I’m always fascinated by the differences in book covers between countries. The Millions runs an annual feature comparing US and UK cover art, and a similar post appeared on Flavorwire a few days ago. I’ve decided to do a cover post of my own, with some of the books I’ve featured on this blog.
(UK covers are on the left, US covers on the right; title links go to my reviews of the books, for context.)
Diving Belles – Lucy Wood
The UK cover indicates folklore and the sea; it’s nice enough, but feels perhaps a little too obvious. The US cover, I think, captures the deeper heart of the book – that mixture of domesticity and sinister magic; I especially love the way that the stairs shade into abstract geometry. Winner: US
The Buddha in the Attic – Julie Otsuka
Two broadly similar treatments here, with the red parasol as focus. I think the closed parasol in the case evokes the novel’s themes better. Winner: UK
Christie Malry’s Own Double-Entry – B.S. Johnson
The covers of the most recent editions. There’s a simple elegance to both, but for me the disintegrating ledger is a little too literal, especially compared with the boldness of the UK cover. Winner: UK
The Longshot – Katie Kitamura
I like the composition of both these covers, but the image of the fighter and his trainer walking away makes it look as though their job is done. The clenched fists of the US cover evoke the tension and violence which are at the novel’s core. Winner: US
The Still Point – Amy Sackville
Oh, there’s no contest here: the paper cut-out look of the UK cover is gorgeous; the US cover doesn’t come close for me. Winner: UK
Redemption in Indigo – Karen Lord
The composition of the US cover is elegant, but I think the UK cover better evokes the tone of the book (tricksy-but-serious) . Winner: UK
How to Live Safely in a Science Fictional Universe – Charles Yu
Hmm. Yu’s novel plays with the conventions of both sf and mainstream ‘literary fiction’, which is captured nicely by the UK cover, with its ordered arrangement of laser guns. But it’s also a playful novel, and that spirit is evoked by the US cover, made to look like an old manual, complete with ‘creased’ cover obscuring the publicity quotes. I can’t choose one over the other. Winner: it’s a draw.

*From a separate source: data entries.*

//! `embed` — vectorize chunks through the embedding provider.

use async_trait::async_trait;

use crate::context::StageContext;
use crate::error::StageError;
use crate::stage::{StageHandler, StageOutcome};

/// Chunks per provider call. Bounded so a huge upload cannot produce an
/// oversized request body.
const EMBED_BATCH_SIZE: usize = 32;

pub struct Embed;

#[async_trait]
impl StageHandler for Embed {
    async fn run(&self, ctx: &mut StageContext) -> Result<StageOutcome, StageError> {
        let chunks = ctx
            .artifacts
            .chunks
            .as_ref()
            .ok_or_else(|| StageError::Permanent("chunk output missing".to_string()))?;

        let texts: Vec<String> = chunks.iter().map(|c| c.text.clone()).collect();
        let mut embeddings = Vec::with_capacity(texts.len());
        for batch in texts.chunks(EMBED_BATCH_SIZE) {
            let vectors = ctx.providers.embedder.embed(batch).await?;
            embeddings.extend(vectors);
        }

        if embeddings.len() != texts.len() {
            return Err(StageError::Permanent(format!(
                "embedding count mismatch: {} chunks, {} vectors",
                texts.len(),
                embeddings.len()
            )));
        }

        let dimension = embeddings.first().map(Vec::len).unwrap_or(0);
        let detail = serde_json::json!({
            "embeddings": embeddings.len(),
            "dimension": dimension,
        });
        let summary = format!("Embedded {} chunk(s)", embeddings.len());
        ctx.artifacts.embeddings = Some(embeddings);

        Ok(StageOutcome { summary, detail })
    }
}
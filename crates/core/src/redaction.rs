//! Sensitive-data redaction for uploaded log text (PRD-31).
//!
//! The pattern catalog here is deliberately small: email addresses, IPv4
//! addresses, and bearer/API credentials. Site-specific catalogs plug in
//! upstream; the pipeline only depends on the outcome shape.
//!
//! Redaction is pure: same input, same output, no side effects.

use std::sync::LazyLock;

use regex::Regex;
use serde::{Deserialize, Serialize};

// ---------------------------------------------------------------------------
// Patterns
// ---------------------------------------------------------------------------

static EMAIL_RE: LazyLock<Regex> = LazyLock::new(|| {
    Regex::new(r"[A-Za-z0-9._%+\-]+@[A-Za-z0-9.\-]+\.[A-Za-z]{2,}").expect("valid regex")
});

static IPV4_RE: LazyLock<Regex> = LazyLock::new(|| {
    Regex::new(r"\b(?:\d{1,3}\.){3}\d{1,3}\b").expect("valid regex")
});

/// Matches `Bearer <token>` headers and `api_key=...` / `token=...` pairs.
static CREDENTIAL_RE: LazyLock<Regex> = LazyLock::new(|| {
    Regex::new(r"(?i)\b(?:bearer\s+[A-Za-z0-9\-._~+/]{8,}=*|(?:api[_-]?key|token|secret)\s*[=:]\s*\S{8,})")
        .expect("valid regex")
});

/// Replacement markers, aligned with the pattern list above.
const MARKER_EMAIL: &str = "[REDACTED:email]";
const MARKER_IPV4: &str = "[REDACTED:ip]";
const MARKER_CREDENTIAL: &str = "[REDACTED:credential]";

/// If more than this fraction of lines contained a credential match, the
/// outcome carries a warning so operators can double-check the source.
const CREDENTIAL_WARN_RATIO: f64 = 0.5;

// ---------------------------------------------------------------------------
// Outcome
// ---------------------------------------------------------------------------

/// Result of scrubbing one text blob.
#[derive(Debug, Clone, Serialize, Deserialize)]
pub struct RedactionOutcome {
    /// The scrubbed text with markers in place of sensitive spans.
    pub text: String,
    /// Total number of spans replaced.
    pub items_redacted: usize,
    /// Non-fatal observations (e.g. suspiciously credential-dense input).
    pub warnings: Vec<String>,
}

/// Scrub sensitive spans from `input`.
///
/// Patterns are applied credential-first so that tokens containing an
/// embedded `@` or dotted quad are not half-replaced by a later pattern.
pub fn redact(input: &str) -> RedactionOutcome {
    let mut count = 0usize;

    let pass = |re: &Regex, marker: &str, text: &str, count: &mut usize| -> String {
        let mut local = 0usize;
        let out = re
            .replace_all(text, |_: &regex::Captures<'_>| {
                local += 1;
                marker.to_string()
            })
            .into_owned();
        *count += local;
        out
    };

    let text = pass(&CREDENTIAL_RE, MARKER_CREDENTIAL, input, &mut count);
    let credential_hits = count;
    let text = pass(&EMAIL_RE, MARKER_EMAIL, &text, &mut count);
    let text = pass(&IPV4_RE, MARKER_IPV4, &text, &mut count);

    let mut warnings = Vec::new();
    let line_count = input.lines().count().max(1);
    if credential_hits as f64 / line_count as f64 > CREDENTIAL_WARN_RATIO {
        warnings.push(format!(
            "{credential_hits} credential-like spans in {line_count} lines; source may embed secrets"
        ));
    }

    RedactionOutcome {
        text,
        items_redacted: count,
        warnings,
    }
}

// ---------------------------------------------------------------------------
// Tests
// ---------------------------------------------------------------------------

Communion Town – Sam Thompson
I’m not sure either of these covers really captures the essence of Thompson’s book, but the UK one wins out for me as being more intriguing and distinctive., turning a map into abstract art. (Incidentally, this is the cover of the UK hardback; the paperback cover, like the US one, goes down the less-interesting ‘murky skyscraper’ route.) Winner: UK
If I Loved You, I Would Tell You This – Robin Black
Well, I don’t think the UK cover is very interesting at all. The US cover is not great, but the paint effect is a nice touch, and the title is used well within the composition. Winner: US
The Sisters Brothers – Patrick deWitt
Wow. What a difference in treatment. I love nigh on everything about the UK cover (it looks even better on the physical object). The US cover is too specific to suit the novel’s air of ambiguity, and just isn’t as well conceived as the more stylised version. Winner: UK
17th March 2013 at 7:18 pm
I love these comparisons!
The (Canadian) copy of The Sisters Brothers that I read had the red UK cover. But I really like the US cover and would choose it in this contest.

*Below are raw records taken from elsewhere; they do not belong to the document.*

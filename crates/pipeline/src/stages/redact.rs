//! `redact` — scrub sensitive spans before anything leaves the pipeline.
//!
//! Every later stage (embedding, storage, analysis) sees only the
//! redacted text.

use async_trait::async_trait;
use triage_core::redaction;

use crate::context::StageContext;
use crate::error::StageError;
use crate::stage::{StageHandler, StageOutcome};

pub struct Redact;

#[async_trait]
impl StageHandler for Redact {
    async fn run(&self, ctx: &mut StageContext) -> Result<StageOutcome, StageError> {
        let raw = ctx
            .artifacts
            .raw_text
            .as_deref()
            .ok_or_else(|| StageError::Permanent("classify output missing".to_string()))?;

        let outcome = redaction::redact(raw);
        let detail = serde_json::json!({
            "items_redacted": outcome.items_redacted,
            "warnings": outcome.warnings,
        });
        let summary = format!("Redacted {} sensitive item(s)", outcome.items_redacted);

        ctx.artifacts.redacted_text = Some(outcome.text);
        ctx.artifacts.items_redacted = Some(outcome.items_redacted);
        ctx.artifacts.redaction_warnings = outcome.warnings;

        Ok(StageOutcome { summary, detail })
    }
}
//! `classify` — load the input manifest and sniff the log format.

use async_trait::async_trait;

use crate::context::StageContext;
use crate::error::StageError;
use crate::stage::{StageHandler, StageOutcome};

/// Fraction of sampled lines that must parse as JSON objects for the
/// input to be classified as `json-lines`.
const JSON_LINES_RATIO: f64 = 0.8;

/// Lines sampled for format sniffing.
const SNIFF_SAMPLE: usize = 50;

pub struct Classify;

#[async_trait]
impl StageHandler for Classify {
    async fn run(&self, ctx: &mut StageContext) -> Result<StageOutcome, StageError> {
        let mut combined = String::new();
        for attachment in &ctx.job.manifest {
            let bytes = ctx.providers.storage.get(&attachment.storage_key).await?;
            combined.push_str(&String::from_utf8_lossy(&bytes));
            if !combined.ends_with('\n') {
                combined.push('\n');
            }
        }

        let line_count = combined.lines().filter(|l| !l.trim().is_empty()).count();
        if line_count == 0 {
            return Err(StageError::Permanent(
                "no processable content in attached files".to_string(),
            ));
        }

        let format = sniff_format(&combined);
        let detail = serde_json::json!({
            "format": format,
            "files": ctx.job.manifest.len(),
            "lines": line_count,
        });
        let summary = format!(
            "Classified {} file(s) as {format} ({line_count} lines)",
            ctx.job.manifest.len()
        );

        ctx.artifacts.raw_text = Some(combined);
        ctx.artifacts.format = Some(format.to_string());
        ctx.artifacts.line_count = Some(line_count);

        Ok(StageOutcome { summary, detail })
    }
}

/// Best-effort format label for a log blob.
fn sniff_format(text: &str) -> &'static str {
    let sample: Vec<&str> = text
        .lines()
        .filter(|l| !l.trim().is_empty())
        .take(SNIFF_SAMPLE)
        .collect();
    if sample.is_empty() {
        return "text";
    }

    let json_lines = sample
        .iter()
        .filter(|l| {
            serde_json::from_str::<serde_json::Value>(l)
                .map(|v| v.is_object())
                .unwrap_or(false)
        })
        .count();
    if json_lines as f64 / sample.len() as f64 >= JSON_LINES_RATIO {
        return "json-lines";
    }

    let stamped = sample.iter().filter(|l| looks_timestamped(l)).count();
    if stamped as f64 / sample.len() as f64 >= 0.5 {
        return "syslog";
    }

    "text"
}

/// Whether a line opens with something timestamp-shaped: an ISO date or
/// a syslog month abbreviation.
fn looks_timestamped(line: &str) -> bool {
    let line = line.trim_start();
    let iso = line.len() >= 10
        && line.as_bytes()[..10]
            .iter()
            .enumerate()
            .all(|(i, b)| match i {
                4 | 7 => *b == b'-',
                _ => b.is_ascii_digit(),
            });
    const MONTHS: [&str; 12] = [
        "Jan", "Feb", "Mar", "Apr", "May", "Jun", "Jul", "Aug", "Sep", "Oct", "Nov", "Dec",
    ];
    iso || MONTHS.iter().any(|m| line.starts_with(m))
}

17th March 2013 at 8:49 pm
Great post, David. I always love seeing the foreign editions of Canongate books arrive into the office, so it’s great to get to compare some other titles side by side. I can’t get over how different the Sisters Brothers covers are; I’ve always loved the book (and the British cover), but the American one would have put me right off. The men also don’t look anything like how I’d imagine the characters to be, either…
17th March 2013 at 10:01 pm
Thanks for the comments, folks! I was amazed at how different the US Sisters Brothers cover was when I looked it up. It has to be the UK version for me: the whole atmosphere of the book is of a world in the process of being formed, and I think the UK cover captures that sketchiness in a very imaginative way.

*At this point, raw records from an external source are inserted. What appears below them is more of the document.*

//! Upload validation rules.
//!
//! Checked by the upload coordinator before any job-store mutation, so
//! a rejected file never leaves a half-created job behind.

use crate::error::CoreError;

/// Hard ceiling on a single uploaded file, independent of the
/// configurable per-deployment limit.
pub const ABSOLUTE_MAX_UPLOAD_BYTES: usize = 256 * 1024 * 1024;

/// Maximum length of an uploaded filename.
const MAX_FILENAME_LEN: usize = 255;

/// Validate one uploaded file against the given size limit.
///
/// Rules:
/// - Must not be empty.
/// - Must not exceed `max_bytes` (clamped to the absolute ceiling).
/// - Must be valid UTF-8 text; binary artifacts are rejected here
///   rather than failing deep inside the pipeline.
/// - Filename must be non-empty and of sane length.
pub fn validate_upload_file(
    filename: &str,
    bytes: &[u8],
    max_bytes: usize,
) -> Result<(), CoreError> {
    if filename.is_empty() {
        return Err(CoreError::Validation(
            "filename must not be empty".to_string(),
        ));
    }
    if filename.len() > MAX_FILENAME_LEN {
        return Err(CoreError::Validation(format!(
            "filename must not exceed {MAX_FILENAME_LEN} characters"
        )));
    }
    if bytes.is_empty() {
        return Err(CoreError::Validation(format!("file {filename:?} is empty")));
    }

    let limit = max_bytes.min(ABSOLUTE_MAX_UPLOAD_BYTES);
    if bytes.len() > limit {
        return Err(CoreError::Validation(format!(
            "file {filename:?} exceeds the {limit} byte upload limit"
        )));
    }

    if std::str::from_utf8(bytes).is_err() {
        return Err(CoreError::Validation(format!(
            "file {filename:?} is not UTF-8 text"
        )));
    }

    Ok(())
}

#[cfg(test)]
mod tests {
    use super::*;

    #[test]
    fn plain_text_passes() {
        assert!(validate_upload_file("boot.log", b"ERROR boom", 1024).is_ok());
    }

    #[test]
    fn empty_file_rejected() {
        assert!(validate_upload_file("boot.log", b"", 1024).is_err());
    }

    #[test]
    fn empty_filename_rejected() {
        assert!(validate_upload_file("", b"data", 1024).is_err());
    }

    #[test]
    fn oversized_file_rejected() {
        let bytes = vec![b'x'; 2048];
        assert!(validate_upload_file("big.log", &bytes, 1024).is_err());
    }

    #[test]
    fn limit_is_clamped_to_absolute_ceiling() {
        // A limit above the ceiling does not disable the ceiling.
        let bytes = b"fine";
        assert!(validate_upload_file("a.log", bytes, usize::MAX).is_ok());
    }

    #[test]
    fn binary_content_rejected() {
        assert!(validate_upload_file("blob.bin", &[0xff, 0xfe, 0x00, 0x80], 1024).is_err());
    }

    #[test]
    fn overlong_filename_rejected() {
        let name = "a".repeat(MAX_FILENAME_LEN + 1);
        assert!(validate_upload_file(&name, b"data", 1024).is_err());
    }
}
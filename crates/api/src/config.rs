//! Server configuration loaded from environment variables.

use std::time::Duration;

/// All fields have sensible defaults suitable for local development.
/// In production, override via environment variables.
#[derive(Debug, Clone)]
pub struct ServerConfig {
    /// Bind address (default: `0.0.0.0`).
    pub host: String,
    /// Bind port (default: `3000`).
    pub port: u16,
    /// Allowed CORS origins, parsed from comma-separated `CORS_ORIGINS` env var.
    pub cors_origins: Vec<String>,
    /// HTTP request timeout in seconds (default: `30`).
    pub request_timeout_secs: u64,
    /// Per-file upload size cap in bytes (default: 32 MiB).
    pub max_upload_bytes: usize,
    /// Idle interval between stream heartbeats (default: `15` seconds).
    pub stream_heartbeat: Duration,
    /// Run a worker scheduler inside the API process (default: `false`).
    /// Useful for single-node deployments and local development.
    pub embedded_worker: bool,
}

impl ServerConfig {
    /// Load configuration from environment variables with defaults.
    ///
    /// | Env Var                  | Default                 |
    /// |--------------------------|-------------------------|
    /// | `HOST`                   | `0.0.0.0`               |
    /// | `PORT`                   | `3000`                  |
    /// | `CORS_ORIGINS`           | `http://localhost:5173` |
    /// | `REQUEST_TIMEOUT_SECS`   | `30`                    |
    /// | `MAX_UPLOAD_BYTES`       | `33554432`              |
    /// | `STREAM_HEARTBEAT_SECS`  | `15`                    |
    /// | `EMBEDDED_WORKER`        | `false`                 |
    pub fn from_env() -> Self {
        let host = std::env::var("HOST").unwrap_or_else(|_| "0.0.0.0".into());

        let port: u16 = std::env::var("PORT")
            .unwrap_or_else(|_| "3000".into())
            .parse()
            .expect("PORT must be a valid u16");

        let cors_origins: Vec<String> = std::env::var("CORS_ORIGINS")
            .unwrap_or_else(|_| "http://localhost:5173".into())
            .split(',')
            .map(|s| s.trim().to_string())
            .filter(|s| !s.is_empty())
            .collect();

        let request_timeout_secs: u64 = std::env::var("REQUEST_TIMEOUT_SECS")
            .unwrap_or_else(|_| "30".into())
            .parse()
            .expect("REQUEST_TIMEOUT_SECS must be a valid u64");

        let max_upload_bytes: usize = std::env::var("MAX_UPLOAD_BYTES")
            .unwrap_or_else(|_| (32 * 1024 * 1024).to_string())
            .parse()
            .expect("MAX_UPLOAD_BYTES must be a valid usize");

        let stream_heartbeat = Duration::from_secs(
            std::env::var("STREAM_HEARTBEAT_SECS")
                .unwrap_or_else(|_| "15".into())
                .parse()
                .expect("STREAM_HEARTBEAT_SECS must be a valid u64"),
        );

        let embedded_worker = std::env::var("EMBEDDED_WORKER")
            .map(|v| v == "1" || v.eq_ignore_ascii_case("true"))
            .unwrap_or(false);

        Self {
            host,
            port,
            cors_origins,
            request_timeout_secs,
            max_upload_bytes,
            stream_heartbeat,
            embedded_worker,
        }
    }
}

18th March 2013 at 1:38 pm
I really enjoyed this post, thanks for the comparisions David, and for the insight as to how well the covers do or do not convey a sense of the contents too.
18th March 2013 at 9:11 pm
Thanks for this, I enjoyed the comparison.
I love comparing French covers to UK or US ones. Usually, UK and US are cornier than the French ones.
18th March 2013 at 10:24 pm
Glad you enjoyed it! You’ve given me an idea for a follow-up post, Emma – UK covers of books in translation compared with their original editions…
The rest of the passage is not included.